++++ Record set ++++

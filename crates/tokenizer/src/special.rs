use crate::errors::{Error, Result};
use serde::{Deserialize, Serialize};

/// Marker substituted for a literal space before segmentation.
pub const SPACE_TOKEN: &str = "<_>";
pub const SPIECE_UNDERLINE: &str = "\u{2581}";

pub const ADDITIONAL_SPECIAL_TOKENS: [&str; 7] =
    ["<s>", "<pad>", "</s>", "<unk>", "<mask>", SPACE_TOKEN, "\n"];

pub fn default_special_tokens() -> Vec<String> {
    ADDITIONAL_SPECIAL_TOKENS
        .iter()
        .map(|token| token.to_string())
        .collect()
}

#[derive(Debug, Clone, PartialEq, Eq, Serialize, Deserialize)]
pub struct SpecialTokens {
    pub bos: String,
    pub eos: String,
    pub sep: String,
    pub cls: String,
    pub unk: String,
    pub pad: String,
    pub mask: String,
    pub additional: Vec<String>,
}

impl Default for SpecialTokens {
    fn default() -> Self {
        Self {
            bos: "<s>".into(),
            eos: "</s>".into(),
            sep: "</s>".into(),
            cls: "<s>".into(),
            unk: "<unk>".into(),
            pad: "<pad>".into(),
            mask: "<mask>".into(),
            additional: default_special_tokens(),
        }
    }
}

impl SpecialTokens {
    /// The SentencePiece model only reserves the space marker on top of
    /// the named tokens.
    pub fn sentencepiece() -> Self {
        Self {
            additional: vec![SPACE_TOKEN.to_string()],
            ..Self::default()
        }
    }

    pub fn resolve<F>(&self, lookup: F) -> Result<SpecialTokenIds>
    where
        F: Fn(&str) -> Option<u32>,
    {
        let require = |token: &str| {
            lookup(token).ok_or_else(|| {
                Error::Validation(format!(
                    "special token '{token}' is missing from the vocabulary"
                ))
            })
        };

        Ok(SpecialTokenIds {
            cls: require(&self.cls)?,
            sep: require(&self.sep)?,
            unk: require(&self.unk)?,
            pad: require(&self.pad)?,
            mask: lookup(&self.mask),
        })
    }
}

#[derive(Debug, Clone, Copy, PartialEq, Eq)]
pub struct SpecialTokenIds {
    pub cls: u32,
    pub sep: u32,
    pub unk: u32,
    pub pad: u32,
    pub mask: Option<u32>,
}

++++

Count the lines above that contain the word "Deserialize". Write only the number.

> **Written solution**
2